J'ai souvent entendu ça : quand il écrit, le poète se méfie du « je » comme de la peste ! Ces précautions d’auteur ressortent lors de nombreux d’entretiens que je lis en revues depuis des années. Il s’agit aussi d’un conseil volontiers prodigué aux auteurs en herbe.

Bref, ce rejet du « je » me semble être une constante du poète pudique qui n’aime pas constater que l’égo prend toute la place dans ses vers, surtout s’il est d’un naturel discret.

Dur dur de reconnaître, en effet, que la réserve s’envole lorsque les freins de l’écriture lâchent et qu’en réalité, le moi reprend le dessus. Cet aveu sonne comme une faiblesse impardonnable.

Lorsque je relis certains de mes poèmes, le « je » m’énerve effectivement, même si ce « je » n’est pas toujours moi : Avouez-le, créer un « je » de toutes pièces, c’est le sommet de la perversité. Comme s’il n’y en avait pas déjà assez comme ça ! En voilà une méthode commode pour rentrer dans la peau d’un personnage, devenir un héros lorsqu’on n’en est pas un !
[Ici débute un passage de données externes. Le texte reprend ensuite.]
impl StreamConnection {
    /// Create a new connection. Nothing happens until [`Self::start`].
    ///
    /// `subscriptions` is replayed on every connect.
    #[must_use]
    pub fn new(
        config: StreamConfig,
        tokens: Arc<dyn TokenProvider>,
        subscriptions: SharedSubscriptionSet,
    ) -> Self {
        let (state_tx, _) = watch::channel(ConnectionState::Disconnected);
        let (events, _) = broadcast::channel(EVENT_CHANNEL_CAPACITY);
        let dispatcher = Arc::new(TickDispatcher::new(config.tick_queue_capacity));

        Self {
            config,
            tokens,
            state_tx,
            session: RwLock::new(None),
            subscriptions,
            dispatcher,
            heartbeat: Arc::new(HeartbeatState::new()),
            events,
            shutdown: CancellationToken::new(),
            stopped: AtomicBool::new(false),
            tasks: Mutex::new(TaskHandles::default()),
        }
    }

    /// Start connecting in the background.
    ///
    /// Does nothing if a supervisor is already running. Must be called
    /// inside a tokio runtime.
    ///
    /// # Errors
    ///
    /// Returns [`StreamError::Stopped`] after [`Self::stop`].
    pub fn start(self: &Arc<Self>) -> Result<(), StreamError> {
        if self.is_stopped() {
            return Err(StreamError::Stopped);
        }

        let mut tasks = self.tasks.lock();
        if tasks.supervisor.as_ref().is_some_and(|handle| !handle.is_finished()) {
            tracing::debug!(state = %self.state(), "Stream connection already running");
            return Ok(());
        }

        if tasks.dispatcher.is_none() {
            let dispatcher = Arc::clone(&self.dispatcher);
            tasks.dispatcher = Some(tokio::spawn(dispatcher.run(self.shutdown.clone())));
        }

        self.set_state(ConnectionState::Connecting);
        tasks.supervisor = Some(tokio::spawn(Arc::clone(self).supervise()));
        drop(tasks);

        Ok(())
    }

    /// Stop the connection for good.
    ///
    /// Cancels any pending reconnect, closes the session and waits for the
    /// background tasks. Calling it again does nothing.
    pub async fn stop(&self) {
        if self.stopped.swap(true, Ordering::SeqCst) {
            return;
        }

        tracing::info!("Stopping market data stream");
        self.set_state(ConnectionState::Closing);
        self.shutdown.cancel();

        let handles: Vec<JoinHandle<()>> = {
            let mut tasks = self.tasks.lock();
            [
                tasks.supervisor.take(),
                tasks.heartbeat.take(),
                tasks.dispatcher.take(),
            ]
            .into_iter()
            .flatten()
            .collect()
        };

        for mut handle in handles {
            if tokio::time::timeout(self.config.shutdown_timeout, &mut handle)
                .await
                .is_err()
            {
                tracing::warn!("Background task did not stop in time, aborting");
                handle.abort();
            }
        }

        self.session.write().take();
        self.set_state(ConnectionState::Disconnected);
        self.emit(ConnectionEvent::Stopped);
        tracing::info!("Market data stream stopped");
    }

    /// Queue a frame on the open session.
    ///
    /// Never blocks and never buffers while disconnected.
    ///
    /// # Errors
    ///
    /// Returns [`StreamError::NotConnected`] if no session is open.
    pub fn send(&self, frame: OutboundFrame) -> Result<(), StreamError> {
        let session = self.session.read();
        let Some(handle) = session.as_ref() else {
            return Err(StreamError::NotConnected);
        };
        if self.state() != ConnectionState::Connected {
            return Err(StreamError::NotConnected);
        }
        handle
            .outbound
            .send(frame)
            .map_err(|_| StreamError::NotConnected)
    }

    /// Wait until the session is open.
    ///
    /// # Errors
    ///
    /// Returns [`StreamError::Timeout`] if not connected in time, or
    /// [`StreamError::Stopped`] if the connection stops meanwhile.
    pub async fn wait_until_connected(&self, timeout: Duration) -> Result<(), StreamError> {
        if self.is_stopped() {
            return Err(StreamError::Stopped);
        }

        let mut state_rx = self.state_tx.subscribe();
        let wait = async move {
            state_rx
                .wait_for(|state| *state == ConnectionState::Connected)
                .await
                .map(|_| ())
        };

        tokio::select! {
            () = self.shutdown.cancelled() => Err(StreamError::Stopped),
            result = tokio::time::timeout(timeout, wait) => match result {
                Ok(Ok(())) => Ok(()),
                Ok(Err(_)) => Err(StreamError::Stopped),
                Err(_) => Err(StreamError::Timeout(timeout)),
            },
        }
    }

    /// Current state.
    #[must_use]
    pub fn state(&self) -> ConnectionState {
        *self.state_tx.borrow()
    }

    /// Whether a session is open.
    #[must_use]
    pub fn is_connected(&self) -> bool {
        self.state() == ConnectionState::Connected && self.session.read().is_some()
    }

    /// Whether [`Self::stop`] has been called.
    #[must_use]
    pub fn is_stopped(&self) -> bool {
        self.stopped.load(Ordering::SeqCst)
    }

    /// Receive lifecycle events.
    #[must_use]
    pub fn subscribe_events(&self) -> broadcast::Receiver<ConnectionEvent> {
        self.events.subscribe()
    }

    /// Watch state changes.
    #[must_use]
    pub fn watch_state(&self) -> watch::Receiver<ConnectionState> {
        self.state_tx.subscribe()
    }

    /// Register the tick consumer.
    pub fn set_consumer(&self, consumer: Arc<dyn TickConsumer>) {
        self.dispatcher.set_consumer(consumer);
    }

    /// Remove the tick consumer.
    pub fn clear_consumer(&self) {
        self.dispatcher.clear_consumer();
    }

    /// Dispatcher counters.
    #[must_use]
    pub fn dispatch_stats(&self) -> DispatchStats {
        self.dispatcher.stats()
    }

    /// Heartbeat counters.
    #[must_use]
    pub fn heartbeat_state(&self) -> Arc<HeartbeatState> {
        Arc::clone(&self.heartbeat)
    }

    /// The subscription set replayed on connect.
    #[must_use]
    pub fn subscriptions(&self) -> SharedSubscriptionSet {
        Arc::clone(&self.subscriptions)
    }

    // -------------------------------------------------------------------------
    // Supervisor
    // -------------------------------------------------------------------------

    async fn supervise(self: Arc<Self>) {
        let mut policy = ReconnectPolicy::new(self.config.reconnect.clone());
        let mut session: u64 = 0;

        loop {
            if self.shutdown.is_cancelled() {
                break;
            }

            session += 1;
            self.set_state(ConnectionState::Connecting);
            self.emit(ConnectionEvent::Connecting);

            let span = session_span(&self.config.url, session);
            let close = match self.connect_and_run(&mut policy).instrument(span).await {
                Ok(close) => close,
                Err(error) => {
                    tracing::warn!(%error, "Market data stream error");
                    if let StreamError::TokenRejected(status) = &error {
                        self.refresh_token(*status).await;
                    }
                    CloseInfo::from_error(error.to_string())
                }
            };

            if self.shutdown.is_cancelled() {
                break;
            }
            self.on_close(close);

            let Some(delay) = policy.next_delay() else {
                tracing::info!("Auto-reconnect disabled, supervisor exiting");
                break;
            };
            let attempt = policy.attempt_count();

            metrics::record_reconnect();
            tracing::info!(
                attempt,
                delay_ms = u64::try_from(delay.as_millis()).unwrap_or(u64::MAX),
                "Reconnecting to market data stream"
            );
            self.emit(ConnectionEvent::Reconnecting { attempt, delay });

            if !sleep_or_cancelled(delay, &self.shutdown).await {
                tracing::info!("Stream cancelled during reconnect delay");
                break;
            }
        }
    }

    async fn refresh_token(&self, status: u16) {
        tracing::info!(status, "Access token rejected, refreshing");
        if let Err(error) = self.tokens.refresh().await {
            tracing::warn!(%error, "Token refresh failed");
        }
    }

    /// Connect and run until the session ends or the client stops.
    async fn connect_and_run(
        self: &Arc<Self>,
        policy: &mut ReconnectPolicy,
    ) -> Result<CloseInfo, StreamError> {
        let token = self.tokens.access_token().await?;
        let url = self.config.session_url(&token);

        tracing::info!(url = %self.config.url, "Connecting to market data stream");

        let handshake = tokio::time::timeout(
            self.config.connect_timeout,
            tokio_tungstenite::connect_async(url.as_str()),
        );
        let (ws_stream, _response) = tokio::select! {
            () = self.shutdown.cancelled() => return Ok(CloseInfo::from_error("client stopped")),
            result = handshake => match result {
                Err(_) => return Err(StreamError::Timeout(self.config.connect_timeout)),
                Ok(Err(tungstenite::Error::Http(response)))
                    if matches!(response.status().as_u16(), 401 | 403) =>
                {
                    return Err(StreamError::TokenRejected(response.status().as_u16()));
                }
                Ok(Err(error)) => return Err(error.into()),
                Ok(Ok(pair)) => pair,
            },
        };

        let (mut write, mut read) = ws_stream.split();
        let (outbound_tx, mut outbound_rx) = mpsc::unbounded_channel::<OutboundFrame>();
        let lost = CancellationToken::new();

        self.on_connect(outbound_tx, lost.clone());
        policy.reset();

        let close = loop {
            tokio::select! {
                () = self.shutdown.cancelled() => {
                    let _ = write.send(Message::Close(None)).await;
                    break CloseInfo::from_error("client stopped");
                }
                () = lost.cancelled() => {
                    break CloseInfo::from_error("heartbeat send failed");
                }
                frame = outbound_rx.recv() => {
                    let Some(frame) = frame else {
                        break CloseInfo::from_error("outbound channel closed");
                    };
                    let kind = frame.kind();
                    if let OutboundFrame::Control(request) = &frame {
                        metrics::record_control_frame(action_label(request));
                    }
                    write.send(frame.into_message()?).await?;
                    tracing::debug!(kind, "Frame sent");
                }
                msg = read.next() => {
                    match msg {
                        Some(Ok(Message::Text(text))) => {
                            if text.as_str() == HEARTBEAT_REPLY_TEXT {
                                tracing::trace!("Heartbeat reply received");
                                continue;
                            }
                            metrics::record_frame_received(false);
                            self.dispatcher.enqueue(RawFrame::Text(text.as_str().to_owned()));
                        }
                        Some(Ok(Message::Binary(bytes))) => {
                            metrics::record_frame_received(true);
                            self.dispatcher.enqueue(RawFrame::Binary(bytes.to_vec()));
                        }
                        Some(Ok(Message::Ping(data))) => {
                            write.send(Message::Pong(data)).await?;
                        }
                        Some(Ok(Message::Close(frame))) => {
                            tracing::info!("Server sent close frame");
                            break CloseInfo {
                                code: frame.as_ref().map(|f| u16::from(f.code)),
                                reason: frame.map(|f| f.reason.as_str().to_owned()).unwrap_or_default(),
                            };
                        }
                        Some(Ok(_)) => {
                            // Pong and raw frames
                        }
                        Some(Err(error)) => return Err(error.into()),
                        None => {
                            tracing::info!("WebSocket stream ended");
                            break CloseInfo::from_error("stream ended");
                        }
                    }
                }
            }
        };

        Ok(close)
    }

    /// Replay subscriptions and open the session for senders.
    ///
    /// The set stays locked until the session is installed, so the replay
    /// is always the first frame and concurrent deltas queue behind it.
    fn on_connect(self: &Arc<Self>, outbound: mpsc::UnboundedSender<OutboundFrame>, lost: CancellationToken) {
        let subscriptions = self.subscriptions.lock();
        let replayed = subscriptions.len();
        if let Some(request) = subscriptions.replay_request() {
            let _ = outbound.send(OutboundFrame::Control(request));
        }
        *self.session.write() = Some(SessionHandle { outbound, lost });
        self.set_state(ConnectionState::Connected);
        drop(subscriptions);

        metrics::set_subscriptions(replayed);
        tracing::info!(replayed, "Connected to market data stream");

        self.ensure_heartbeat();
        self.emit(ConnectionEvent::Connected);
    }

    fn on_close(&self, close: CloseInfo) {
        self.session.write().take();
        self.set_state(ConnectionState::Disconnected);

        tracing::warn!(
            code = ?close.code,
            reason = %close.reason,
            "Market data stream disconnected"
        );
        self.emit(ConnectionEvent::Disconnected {
            code: close.code,
            reason: close.reason,
        });
    }

    fn ensure_heartbeat(self: &Arc<Self>) {
        if self.shutdown.is_cancelled() || !self.heartbeat.try_start() {
            return;
        }

        let manager = HeartbeatManager::new(
            self.config.heartbeat.clone(),
            Arc::clone(&self.heartbeat),
            Arc::downgrade(self),
            self.shutdown.clone(),
        );
        self.tasks.lock().heartbeat = Some(tokio::spawn(manager.run()));
    }

    fn set_state(&self, state: ConnectionState) {
        let previous = self.state_tx.send_replace(state);
        if previous != state {
            tracing::debug!(from = %previous, to = %state, "Connection state changed");
        }
        metrics::set_connection_state(state);
    }

    fn emit(&self, event: ConnectionEvent) {
        let _ = self.events.send(event);
    }
}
Alors, quand toute cette comédie me tape sur le système, j’ai ma combine : elle n’est pas miraculeuse ! Au lieu d’écrire « je », j’écris « il », ou bien « elle », ou bien « tu », ou bien « vous » ! Ou encore mieux, j’ai recours à la tournure impersonnelle : bref, tout ça, les poètes savent le faire.

Malgré tout, quelque chose me gêne dans cette défiance. Si j’en reviens à ces entretiens du début, lorsque l’auteur interrogé affirme ses réserves vis-à-vis du je, il dit texto : « Je me méfie du je ». Du coup, le « je » qui a disparu de la surface des mots en profite pour surgir dans la réalité.
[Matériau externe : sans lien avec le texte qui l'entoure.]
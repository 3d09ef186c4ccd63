//! Feed Message Types
//!
//! Wire structures exchanged with the market data feed.
//!
//! # Inbound
//!
//! Every data frame is a protobuf `MarketDataMessageBase`, normally sent as
//! base64 text. Binary frames carry the same message without base64.
//!
//! # Outbound
//!
//! Control frames are JSON text (`{"action": ..., "instrumentIds": [...]}`)
//! and the keep-alive is the literal text `ping`.

use tokio_tungstenite::tungstenite::Message;

use crate::domain::subscription::SubscriptionRequest;

/// Keep-alive frame text.
pub const HEARTBEAT_TEXT: &str = "ping";

/// Text the feed may send in answer to a keep-alive.
pub const HEARTBEAT_REPLY_TEXT: &str = "pong";

// =============================================================================
// Inbound Protobuf Messages
// =============================================================================

/// One order book level as encoded on the wire.
#[derive(Clone, PartialEq, Eq, prost::Message)]
pub struct WireDepthLevel {
    /// Price in paise.
    #[prost(int64, tag = "1")]
    pub price: i64,
    /// Aggregate quantity.
    #[prost(int64, tag = "2")]
    pub quantity: i64,
    /// Order count.
    #[prost(int32, tag = "3")]
    pub orders: i32,
}

/// Market data message as encoded on the wire.
#[derive(Clone, PartialEq, Eq, prost::Message)]
pub struct MarketDataMessageBase {
    /// 1 touchline, 2 depth, 3 trade.
    #[prost(int32, tag = "1")]
    pub message_type: i32,
    /// Instrument identifier.
    #[prost(int64, tag = "2")]
    pub instrument_id: i64,
    /// Exchange timestamp in epoch milliseconds.
    #[prost(int64, tag = "3")]
    pub exchange_timestamp: i64,
    /// Last traded price in paise.
    #[prost(int64, tag = "4")]
    pub last_traded_price: i64,
    /// Last traded quantity.
    #[prost(int64, tag = "5")]
    pub last_traded_quantity: i64,
    /// Session volume.
    #[prost(int64, tag = "6")]
    pub volume: i64,
    /// Session open in paise.
    #[prost(int64, tag = "7")]
    pub open: i64,
    /// Session high in paise.
    #[prost(int64, tag = "8")]
    pub high: i64,
    /// Session low in paise.
    #[prost(int64, tag = "9")]
    pub low: i64,
    /// Previous close in paise.
    #[prost(int64, tag = "10")]
    pub close: i64,
    /// Bid levels, best first.
    #[prost(message, repeated, tag = "11")]
    pub bids: Vec<WireDepthLevel>,
    /// Ask levels, best first.
    #[prost(message, repeated, tag = "12")]
    pub asks: Vec<WireDepthLevel>,
}

// =============================================================================
// Inbound Frames
// =============================================================================

/// A data frame as received, before decoding.
#[derive(Debug, Clone, PartialEq, Eq)]
pub enum RawFrame {
    /// Base64 text frame.
    Text(String),
    /// Raw protobuf binary frame.
    Binary(Vec<u8>),
}

impl RawFrame {
    /// Frame size in bytes.
    #[must_use]
    pub fn len(&self) -> usize {
        match self {
            Self::Text(text) => text.len(),
            Self::Binary(bytes) => bytes.len(),
        }
    }

    /// Whether the frame is empty.
    #[must_use]
    pub fn is_empty(&self) -> bool {
        self.len() == 0
    }
}

// =============================================================================
// Outbound Frames
// =============================================================================

/// A frame queued for the session writer.
#[derive(Debug, Clone, PartialEq, Eq)]
pub enum OutboundFrame {
    /// Subscribe or unsubscribe request.
    Control(SubscriptionRequest),
    /// Keep-alive.
    Heartbeat,
}

impl OutboundFrame {
    /// Encode as a WebSocket message.
    ///
    /// # Errors
    ///
    /// Returns an error if the control request cannot be serialized.
    pub fn into_message(self) -> Result<Message, serde_json::Error> {
        match self {
            Self::Control(request) => Ok(Message::text(serde_json::to_string(&request)?)),
            Self::Heartbeat => Ok(Message::text(HEARTBEAT_TEXT)),
        }
    }

    /// Label used for logs and metrics.
    #[must_use]
    pub const fn kind(&self) -> &'static str {
        match self {
            Self::Control(_) => "control",
            Self::Heartbeat => "heartbeat",
        }
    }
}

// =============================================================================
// Close Details
// =============================================================================

/// Why a session ended.
#[derive(Debug, Clone, Default, PartialEq, Eq)]
pub struct CloseInfo {
    /// WebSocket close code, if the remote sent one.
    pub code: Option<u16>,
    /// Close reason or error description.
    pub reason: String,
}

impl CloseInfo {
    /// Close details for a local or transport-level failure.
    #[must_use]
    pub fn from_error(reason: impl Into<String>) -> Self {
        Self {
            code: None,
            reason: reason.into(),
        }
    }
}

#[cfg(test)]
mod tests {
    use super::*;

    #[test]
    fn control_frame_is_json_text() {
        let message = OutboundFrame::Control(SubscriptionRequest::subscribe(vec![100, 200]))
            .into_message()
            .unwrap();
        assert_eq!(
            message.into_text().unwrap().as_str(),
            r#"{"action":"subscribe","instrumentIds":[100,200]}"#
        );
    }

    #[test]
    fn heartbeat_frame_is_ping_text() {
        let message = OutboundFrame::Heartbeat.into_message().unwrap();
        assert_eq!(message.into_text().unwrap().as_str(), "ping");
        assert_eq!(OutboundFrame::Heartbeat.kind(), "heartbeat");
    }

    #[test]
    fn raw_frame_len() {
        assert_eq!(RawFrame::Text("abcd".to_string()).len(), 4);
        assert!(RawFrame::Binary(Vec::new()).is_empty());
    }
}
Par conséquent, ça ne sert pas à grand-chose cette chasse à soi-même ! C’est dans la vie qu’il faudrait le fuir, le « je » !

Si l’enseigne (l’écriture) est belle, mais que l’accueil (l’humain) est nul, la révolution induite par l’écriture n’est pas énorme. À ce compte-là, pas de fausse pudeur ! Vous pouvez laisser le « je » dans vos poèmes. Plutôt que de vous prendre la tête avec ces coquetteries, posez-vous des questions sur votre humanité ! La réflexion sera plus utile ! Même si, à trop confondre œuvre et homme, cette ambition finit par être démesurée !

P.M.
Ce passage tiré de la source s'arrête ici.